L'arte del narrare, un'attività secondo l'autrice tipicamente femminile, ha il potere di ricondurre ciascuno alla propria identità e il racconto altro non è che la ricerca da parte del soggetto di questa identità. Contro l'oblio, dunque, la storia del soggetto va in cerca del suo racconto. Tra identità e narrazione c'è infatti un forte rapporto di desiderio: il soggetto desidera il racconto in quanto solo così recupera la coscienza della sua unicità. L'autrice si riferisce in particolare a tre rapporti 'narrativi': i rapporti d'amore, l'amicizia femminile e l'esperienza femminista dell'autocoscienza. "La politica delle donne - ella sostiene- è la relazione fra donne". Le donne nel passaggio da oralità a scrittura sono state vittime della separazione tra verso narrativo e potere definitorio della filosofia. Dalla definizione sono infatti state private del riconoscimento della loro specificità femminile. 
"La filosofia si occupa del "che cosa" (il problema delle definizioni fondamentali) e possiamo chiamare questo "che cosa" l' universale: "che cos'è" l'uomo, "che cos'è" il soggetto e così via.
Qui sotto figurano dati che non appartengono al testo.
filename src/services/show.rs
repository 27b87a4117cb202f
use std::sync::Arc;

use chrono::NaiveDateTime;
use sea_orm::{ActiveModelTrait, ActiveValue, EntityTrait, TransactionTrait};

use crate::database::Database;
use crate::entities;
use crate::services::{ServiceError, ServiceResult};

/// One row of the shows listing, with both partners' display fields attached.
#[derive(Debug, Clone)]
pub struct ShowListing {
    pub venue_id: i64,
    pub venue_name: String,
    pub artist_id: i64,
    pub artist_name: String,
    pub artist_image_link: String,
    pub start_time: String,
}

pub struct ShowService {
    db: Arc<Database>,
}

impl ShowService {
    pub fn new(db: Arc<Database>) -> Self {
        Self { db }
    }

    pub async fn list(&self) -> ServiceResult<Vec<ShowListing>> {
        let shows = entities::show::Entity::find().all(&self.db.conn).await?;

        let mut listings = Vec::new();
        for show in shows {
            let venue = entities::venue::Entity::find_by_id(show.venue_id)
                .one(&self.db.conn)
                .await?
                .ok_or(ServiceError::NotFound)?;
            let artist = entities::artist::Entity::find_by_id(show.artist_id)
                .one(&self.db.conn)
                .await?
                .ok_or(ServiceError::NotFound)?;

            listings.push(ShowListing {
                venue_id: venue.id,
                venue_name: venue.name,
                artist_id: artist.id,
                artist_name: artist.name,
                artist_image_link: artist.image_link,
                start_time: show.start_time.format("%Y-%m-%dT%H:%M:%S").to_string(),
            });
        }

        Ok(listings)
    }

    /// Insert a show after verifying both referenced records exist, so a bad id
    /// reports as not-found instead of a constraint failure.
    pub async fn create(
        &self,
        artist_id: i64,
        venue_id: i64,
        start_time: NaiveDateTime,
    ) -> ServiceResult<entities::show::Model> {
        let txn = self.db.conn.begin().await?;

        if entities::artist::Entity::find_by_id(artist_id)
            .one(&txn)
            .await?
            .is_none()
        {
            return Err(ServiceError::NotFound);
        }
        if entities::venue::Entity::find_by_id(venue_id)
            .one(&txn)
            .await?
            .is_none()
        {
            return Err(ServiceError::NotFound);
        }

        let show = entities::show::ActiveModel {
            id: ActiveValue::NotSet,
            artist_id: ActiveValue::Set(artist_id),
            venue_id: ActiveValue::Set(venue_id),
            start_time: ActiveValue::Set(start_time),
        }
        .insert(&txn)
        .await?;

        txn.commit().await?;
        log::info!(
            "Show created: artist {} at venue {} on {}",
            artist_id,
            venue_id,
            start_time
        );
        Ok(show)
    }
}
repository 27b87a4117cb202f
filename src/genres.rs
//! Genre lists are denormalized into a single comma-joined column on both the
//! venue and artist tables. Individual values must not contain commas; the form
//! layer only accepts values from a fixed choice list, none of which do.

/// Join a submitted multi-select list into the stored column value.
pub fn join(genres: &[String]) -> String {
    genres.join(",")
}

/// Split a stored column value back into the submitted list.
pub fn split(raw: &str) -> Vec<String> {
    if raw.is_empty() {
        return Vec::new();
    }
    raw.split(',').map(str::to_string).collect()
}
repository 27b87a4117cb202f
use sea_orm::entity::prelude::*;

#[derive(Clone, Debug, PartialEq, DeriveEntityModel, Eq)]
#[sea_orm(table_name = "show")]
pub struct Model {
    #[sea_orm(primary_key)]
    pub id: i64,
    pub artist_id: i64,
    pub venue_id: i64,
    pub start_time: DateTime,
}

#[derive(Copy, Clone, Debug, EnumIter, DeriveRelation)]
pub enum Relation {
    #[sea_orm(
        belongs_to = "super::artist::Entity",
        from = "Column::ArtistId",
        to = "super::artist::Column::Id",
        on_delete = "Cascade"
    )]
    Artist,
    #[sea_orm(
        belongs_to = "super::venue::Entity",
        from = "Column::VenueId",
        to = "super::venue::Column::Id",
        on_delete = "Cascade"
    )]
    Venue,
}

impl Related<super::artist::Entity> for Entity {
    fn to() -> RelationDef {
        Relation::Artist.def()
    }
}

impl Related<super::venue::Entity> for Entity {
    fn to() -> RelationDef {
        Relation::Venue.def()
    }
}

impl ActiveModelBehavior for ActiveModel {}
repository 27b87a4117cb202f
pub use sea_orm_migration::prelude::*;

mod m20240101_000001_create_tables;

pub struct Migrator;

#[async_trait::async_trait]
impl MigratorTrait for Migrator {
    fn migrations() -> Vec<Box<dyn MigrationTrait>> {
        vec![Box::new(m20240101_000001_create_tables::Migration)]
    }
}
use std::sync::Arc;

use crate::database::Database;

pub struct AppState {
    pub db: Arc<Database>,
}
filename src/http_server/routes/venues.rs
use std::sync::Arc;

use axum::{
    extract::{Path, Query, State},
    response::{Html, Redirect},
};
use axum_extra::extract::Form;
use chrono::Local;

use crate::http_server::error::PageError;
use crate::http_server::forms::{FlashQuery, SearchForm, VenueForm};
use crate::http_server::state::AppState;
use crate::http_server::views;
use crate::services::venue::VenueService;

fn service(state: &AppState) -> VenueService {
    VenueService::new(state.db.clone())
}

pub async fn list(State(state): State<Arc<AppState>>) -> Result<Html<String>, PageError> {
    let groups = service(&state)
        .list_grouped(Local::now().naive_local())
        .await?;
    Ok(Html(views::venues_page(&groups)))
}

pub async fn search(
    State(state): State<Arc<AppState>>,
    Form(form): Form<SearchForm>,
) -> Result<Html<String>, PageError> {
    let results = service(&state).search(&form.search_term).await?;
    Ok(Html(views::search_results_page(
        "Venues",
        &form.search_term,
        &results,
    )))
}

pub async fn detail(
    State(state): State<Arc<AppState>>,
    Path(venue_id): Path<i64>,
    Query(query): Query<FlashQuery>,
) -> Result<Html<String>, PageError> {
    let detail = service(&state)
        .get_detail(venue_id, Local::now().naive_local())
        .await?;
    Ok(Html(views::venue_detail_page(
        &detail,
        query.flash.as_deref(),
    )))
}

pub async fn create_form() -> Html<String> {
    Html(views::venue_form_page("/venues/create", None))
}

pub async fn create_submit(
    State(state): State<Arc<AppState>>,
    Form(form): Form<VenueForm>,
) -> Result<Html<String>, PageError> {
    form.validate().map_err(PageError::BadRequest)?;
    let venue = service(&state).create(form.into_input()).await?;
    // The source app lands back on the home page after a create
    Ok(Html(views::home_page(Some(&format!(
        "Venue {} was successfully listed!",
        venue.name
    )))))
}

pub async fn edit_form(
    State(state): State<Arc<AppState>>,
    Path(venue_id): Path<i64>,
) -> Result<Html<String>, PageError> {
    let venue = service(&state).get(venue_id).await?;
    Ok(Html(views::venue_form_page(
        &format!("/venues/{venue_id}/edit"),
        Some(&venue.to_payload()),
    )))
}

pub async fn edit_submit(
    State(state): State<Arc<AppState>>,
    Path(venue_id): Path<i64>,
    Form(form): Form<VenueForm>,
) -> Result<Redirect, PageError> {
    form.validate().map_err(PageError::BadRequest)?;
    let venue = service(&state).update(venue_id, form.into_input()).await?;
    Ok(Redirect::to(&format!(
        "/venues/{}?flash={}",
        venue.id,
        urlencoding::encode("Update successful!")
    )))
}

/// Always lands back on the index, whatever the outcome.
pub async fn delete(State(state): State<Arc<AppState>>, Path(venue_id): Path<i64>) -> Redirect {
    match service(&state).delete(venue_id).await {
        Ok(name) => Redirect::to(&format!(
            "/?flash={}",
            urlencoding::encode(&format!("Venue {name} was deleted successfully!"))
        )),
        Err(err) => {
            log::error!("Failed to delete venue {venue_id}: {err}");
            Redirect::to(&format!(
                "/?flash={}",
                urlencoding::encode("Venue was not deleted successfully.")
            ))
        }
    }
}
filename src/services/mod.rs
mod error;

pub mod artist;
pub mod show;
pub mod venue;

pub use error::{ServiceError, ServiceResult};

use serde::Serialize;

/// One name-search hit.
#[derive(Debug, Clone, Serialize)]
pub struct SearchMatch {
    pub id: i64,
    pub name: String,
}

/// Response body of the venue/artist name search: `{count, data}`.
#[derive(Debug, Clone, Serialize)]
pub struct SearchResults {
    pub count: usize,
    pub data: Vec<SearchMatch>,
}
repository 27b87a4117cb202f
use sea_orm::entity::prelude::*;
use serde::Serialize;

use crate::genres;

#[derive(Clone, Debug, PartialEq, DeriveEntityModel, Eq)]
#[sea_orm(table_name = "artist")]
pub struct Model {
    #[sea_orm(primary_key)]
    pub id: i64,
    pub name: String,
    pub city: String,
    pub state: String,
    pub phone: String,
    pub genres: Option<String>,
    pub facebook_link: String,
    pub image_link: String,
    pub website_link: String,
    pub seeking_venue: bool,
    pub seeking_description: Option<String>,
}

#[derive(Copy, Clone, Debug, EnumIter, DeriveRelation)]
pub enum Relation {
    #[sea_orm(has_many = "super::show::Entity")]
    Show,
}

impl Related<super::show::Entity> for Entity {
    fn to() -> RelationDef {
        Relation::Show.def()
    }
}

impl ActiveModelBehavior for ActiveModel {}

/// Fixed-field serialization of an artist.
#[derive(Debug, Clone, Serialize)]
pub struct ArtistPayload {
    pub id: i64,
    pub name: String,
    pub city: String,
    pub state: String,
    pub phone: String,
    pub genres: Vec<String>,
    pub image_link: String,
    pub facebook_link: String,
    pub website_link: String,
    pub seeking_venue: bool,
    pub seeking_description: Option<String>,
}

impl Model {
    pub fn to_payload(&self) -> ArtistPayload {
        ArtistPayload {
            id: self.id,
            name: self.name.clone(),
            city: self.city.clone(),
            state: self.state.clone(),
            phone: self.phone.clone(),
            genres: genres::split(self.genres.as_deref().unwrap_or_default()),
            image_link: self.image_link.clone(),
            facebook_link: self.facebook_link.clone(),
            website_link: self.website_link.clone(),
            seeking_venue: self.seeking_venue,
            seeking_description: self.seeking_description.clone(),
        }
    }
}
Si può anche domandare: "che cos'è il mondo?", ma, per quanto riguarda gli uomini, la filosofia definisce il che cosa del genere umano in universale, e ritiene la singolarità, l'unicità, questo nostro esistere fatto così e non altrimenti, che in fondo dovrebbe interessarci molto, al di fuori del dominio del suo discorso e dei suoi interessi. Questa espulsione non è stata una semplice espulsione ma ha avuto delle conseguenze abbastanza gravi. L'unicità, ossia il fatto che ciascuno di noi sia un unico esistente così com'è, è diventato un fatto superfluo. Si scrive la storia dell'uomo, si elaborano le scienze sull'uomo, ma su di me, su di te, sull'unicità, su ciò che siamo, di questo non esiste la possibilità di una scienza, non c'è discorso. Tutto questo è il superfluo. Ebbene la letteratura, la narrazione, la narrativa, fa e ha sempre fatto esattamente il contrario. Non penso solo a Karen Blixen ma possiamo pensare anche ad Omero, per esempio. Il narrare storia significa inserire qualcosa e qualcuno in un discorso che è anche memoria. In questo risiede l'unicità dell'esistenza.
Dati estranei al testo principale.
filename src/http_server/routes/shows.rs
use std::sync::Arc;

use axum::{extract::State, response::Html};
use axum_extra::extract::Form;

use crate::http_server::error::PageError;
use crate::http_server::forms::ShowForm;
use crate::http_server::state::AppState;
use crate::http_server::views;
use crate::services::show::ShowService;

pub async fn list(State(state): State<Arc<AppState>>) -> Result<Html<String>, PageError> {
    let listings = ShowService::new(state.db.clone()).list().await?;
    Ok(Html(views::shows_page(&listings)))
}

pub async fn create_form() -> Html<String> {
    Html(views::show_form_page())
}

pub async fn create_submit(
    State(state): State<Arc<AppState>>,
    Form(form): Form<ShowForm>,
) -> Result<Html<String>, PageError> {
    let (artist_id, venue_id, start_time) = form.parse().map_err(PageError::BadRequest)?;
    ShowService::new(state.db.clone())
        .create(artist_id, venue_id, start_time)
        .await?;
    Ok(Html(views::home_page(Some("Show was successfully listed!"))))
}
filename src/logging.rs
use std::path::PathBuf;

use color_eyre::{Result, eyre::Context};

/// Wire up fern: console at one level, optional log file at another. Every
/// caught failure in the handlers funnels through `log::error!` into here.
pub fn setup_logging(
    console_level: log::LevelFilter,
    log_file: Option<PathBuf>,
    file_level: log::LevelFilter,
) -> Result<()> {
    let mut dispatch = fern::Dispatch::new()
        .format(|out, message, record| {
            out.finish(format_args!(
                "[{} {} {}] {}",
                humantime::format_rfc3339_seconds(std::time::SystemTime::now()),
                record.level(),
                record.target(),
                message
            ))
        })
        .chain(
            fern::Dispatch::new()
                .level(console_level)
                .chain(std::io::stderr()),
        );

    if let Some(path) = log_file {
        dispatch = dispatch.chain(
            fern::Dispatch::new().level(file_level).chain(
                fern::log_file(&path)
                    .context(format!("Failed to open log file: {}", path.display()))?,
            ),
        );
    }

    dispatch.apply().context("Failed to initialize logging")?;
    Ok(())
}
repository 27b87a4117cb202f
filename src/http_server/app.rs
use std::sync::Arc;

use axum::{
    Router,
    http::StatusCode,
    response::Html,
    routing::{get, post},
};
use color_eyre::eyre::{Context, eyre};
use tower::ServiceBuilder;
use tower_http::cors::CorsLayer;

use crate::database::Database;
use crate::http_server::{
    routes::{artists, home, shows, venues},
    state::AppState,
    views,
};

pub struct HttpServerConfig {
    pub port: u16,
    pub database: Database,
}

async fn not_found() -> (StatusCode, Html<String>) {
    (StatusCode::NOT_FOUND, Html(views::not_found_page()))
}

pub async fn start(config: HttpServerConfig) -> color_eyre::Result<()> {
    let app_state = Arc::new(AppState {
        db: Arc::new(config.database),
    });

    let app = Router::new()
        .route("/", get(home::index))
        .route("/venues", get(venues::list))
        .route("/venues/search", post(venues::search))
        .route("/venues/create", get(venues::create_form).post(venues::create_submit))
        .route("/venues/{venue_id}", get(venues::detail))
        .route("/venues/{venue_id}/edit", get(venues::edit_form).post(venues::edit_submit))
        .route("/venues/{venue_id}/delete", get(venues::delete).post(venues::delete))
        .route("/artists", get(artists::list))
        .route("/artists/search", post(artists::search))
        .route("/artists/create", get(artists::create_form).post(artists::create_submit))
        .route("/artists/{artist_id}", get(artists::detail))
        .route("/artists/{artist_id}/edit", get(artists::edit_form).post(artists::edit_submit))
        .route("/shows", get(shows::list))
        .route("/shows/create", get(shows::create_form).post(shows::create_submit))
        .fallback(not_found)
        .layer(ServiceBuilder::new().layer(CorsLayer::permissive()))
        .with_state(app_state);

    let listener = tokio::net::TcpListener::bind(format!("0.0.0.0:{}", config.port))
        .await
        .wrap_err_with(|| eyre!("Failed to bind to port {}", config.port))?;
    log::info!("Listening on port {}", config.port);
    axum::serve(listener, app)
        .await
        .wrap_err("Failed to start HTTP server")?;

    Ok(())
}
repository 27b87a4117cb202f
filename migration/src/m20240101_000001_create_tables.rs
use sea_orm_migration::prelude::*;

#[derive(DeriveMigrationName)]
pub struct Migration;

#[async_trait::async_trait]
impl MigrationTrait for Migration {
    async fn up(&self, manager: &SchemaManager) -> Result<(), DbErr> {
        // Create venues table
        manager
            .create_table(
                Table::create()
                    .table(Venue::Table)
                    .if_not_exists()
                    .col(
                        ColumnDef::new(Venue::Id)
                            .integer()
                            .not_null()
                            .auto_increment()
                            .primary_key(),
                    )
                    .col(ColumnDef::new(Venue::Name).string().not_null())
                    .col(ColumnDef::new(Venue::City).string().not_null())
                    .col(ColumnDef::new(Venue::State).string().not_null())
                    .col(ColumnDef::new(Venue::Address).string().not_null())
                    .col(ColumnDef::new(Venue::Phone).string().not_null())
                    .col(ColumnDef::new(Venue::Genre).string())
                    .col(ColumnDef::new(Venue::FacebookLink).string())
                    .col(ColumnDef::new(Venue::ImageLink).string().not_null())
                    .col(ColumnDef::new(Venue::WebsiteLink).string())
                    .col(
                        ColumnDef::new(Venue::SeekingTalent)
                            .boolean()
                            .not_null()
                            .default(false),
                    )
                    .col(ColumnDef::new(Venue::SeekingDescription).string())
                    .to_owned(),
            )
            .await?;

        // Create artists table
        manager
            .create_table(
                Table::create()
                    .table(Artist::Table)
                    .if_not_exists()
                    .col(
                        ColumnDef::new(Artist::Id)
                            .integer()
                            .not_null()
                            .auto_increment()
                            .primary_key(),
                    )
                    .col(ColumnDef::new(Artist::Name).string().not_null())
                    .col(ColumnDef::new(Artist::City).string().not_null())
                    .col(ColumnDef::new(Artist::State).string().not_null())
                    .col(ColumnDef::new(Artist::Phone).string().not_null())
                    .col(ColumnDef::new(Artist::Genres).string())
                    .col(ColumnDef::new(Artist::FacebookLink).string().not_null())
                    .col(ColumnDef::new(Artist::ImageLink).string().not_null())
                    .col(ColumnDef::new(Artist::WebsiteLink).string().not_null())
                    .col(
                        ColumnDef::new(Artist::SeekingVenue)
                            .boolean()
                            .not_null()
                            .default(false),
                    )
                    .col(ColumnDef::new(Artist::SeekingDescription).string())
                    .to_owned(),
            )
            .await?;

        // Create shows join table
        manager
            .create_table(
                Table::create()
                    .table(Show::Table)
                    .if_not_exists()
                    .col(
                        ColumnDef::new(Show::Id)
                            .integer()
                            .not_null()
                            .auto_increment()
                            .primary_key(),
                    )
                    .col(ColumnDef::new(Show::ArtistId).integer().not_null())
                    .col(ColumnDef::new(Show::VenueId).integer().not_null())
                    .col(ColumnDef::new(Show::StartTime).date_time().not_null())
                    .foreign_key(
                        ForeignKey::create()
                            .name("fk_shows_artist_id")
                            .from(Show::Table, Show::ArtistId)
                            .to(Artist::Table, Artist::Id)
                            .on_delete(ForeignKeyAction::Cascade),
                    )
                    .foreign_key(
                        ForeignKey::create()
                            .name("fk_shows_venue_id")
                            .from(Show::Table, Show::VenueId)
                            .to(Venue::Table, Venue::Id)
                            .on_delete(ForeignKeyAction::Cascade),
                    )
                    .to_owned(),
            )
            .await?;

        // Create indexes
        manager
            .create_index(
                Index::create()
                    .if_not_exists()
                    .name("idx_venues_name")
                    .table(Venue::Table)
                    .col(Venue::Name)
                    .to_owned(),
            )
            .await?;

        manager
            .create_index(
                Index::create()
                    .if_not_exists()
                    .name("idx_artists_name")
                    .table(Artist::Table)
                    .col(Artist::Name)
                    .to_owned(),
            )
            .await?;

        manager
            .create_index(
                Index::create()
                    .if_not_exists()
                    .name("idx_shows_artist_id")
                    .table(Show::Table)
                    .col(Show::ArtistId)
                    .to_owned(),
            )
            .await?;

        manager
            .create_index(
                Index::create()
                    .if_not_exists()
                    .name("idx_shows_venue_id")
                    .table(Show::Table)
                    .col(Show::VenueId)
                    .to_owned(),
            )
            .await?;

        manager
            .create_index(
                Index::create()
                    .if_not_exists()
                    .name("idx_shows_start_time")
                    .table(Show::Table)
                    .col(Show::StartTime)
                    .to_owned(),
            )
            .await?;

        Ok(())
    }

    async fn down(&self, manager: &SchemaManager) -> Result<(), DbErr> {
        // Drop tables in reverse order
        manager
            .drop_table(Table::drop().table(Show::Table).to_owned())
            .await?;
        manager
            .drop_table(Table::drop().table(Artist::Table).to_owned())
            .await?;
        manager
            .drop_table(Table::drop().table(Venue::Table).to_owned())
            .await?;

        Ok(())
    }
}

#[derive(DeriveIden)]
enum Venue {
    Table,
    Id,
    Name,
    City,
    State,
    Address,
    Phone,
    Genre,
    FacebookLink,
    ImageLink,
    WebsiteLink,
    SeekingTalent,
    SeekingDescription,
}

#[derive(DeriveIden)]
enum Artist {
    Table,
    Id,
    Name,
    City,
    State,
    Phone,
    Genres,
    FacebookLink,
    ImageLink,
    WebsiteLink,
    SeekingVenue,
    SeekingDescription,
}

#[derive(DeriveIden)]
enum Show {
    Table,
    Id,
    ArtistId,
    VenueId,
    StartTime,
}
Ci si può tuttavia porre la questione del potere di chi racconta. Se "il significato del racconto sta infatti proprio in questo semplice risultare che non consegue ad alcun progetto" (p. 8), e "chi cammina sul terreno non può vedere la figura che i suoi passi si lasciano dietro, gli è necessaria un' altra prospettiva" (p. 10), il rapporto narrativo è necessariamente passivo e al passato. Chi ci assicura che ciò che resta, la "cicogna", debba per forza essere quella e non altro? Se al soggetto resta estraneo il senso del suo agire, significa forse che non è in grado di dare egli stesso un senso alla sua storia? In altri termini, chi stabilisce la verità nella storia? Il narratore, cioè l'autore? Quest'operazione potrebbe risultare pericolosa. A questo proposito basta tornare a Omero e, tralasciandone i racconti dei re e degli eroi, che ci sono noti, soffermarci per un momento su una figura marginale come quella di Tersite. Se diviene necessario, come è possibile contestare il potere di chi racconta? E quali sono i luoghi per farlo? 
Opponendo l'unicità del soggetto alla pretesa dell' universale e identificando quest'ultimo con la totalità, l'autrice rifiuta il potere definitorio della filosofia. In tal modo rimane però aperta la questione della definizione di pubblico e privato, definizione di cui non si possono ignorare i confini senza restarne all'interno e rischiare quindi di ricondurre il senso politico dell'azione femminista ad un'esperienza intima. 
Si avverte dunque il bisogno di mettere in discussione le definizioni, che non possono essere date per scontate: perché infatti l'attività del narrare dovrebbe essere un'attività peculiarmente femminile e, anche ammesso che lo sia, chi l'ha definita tale e perché? Chi definisce infine la differenza femminile e perché?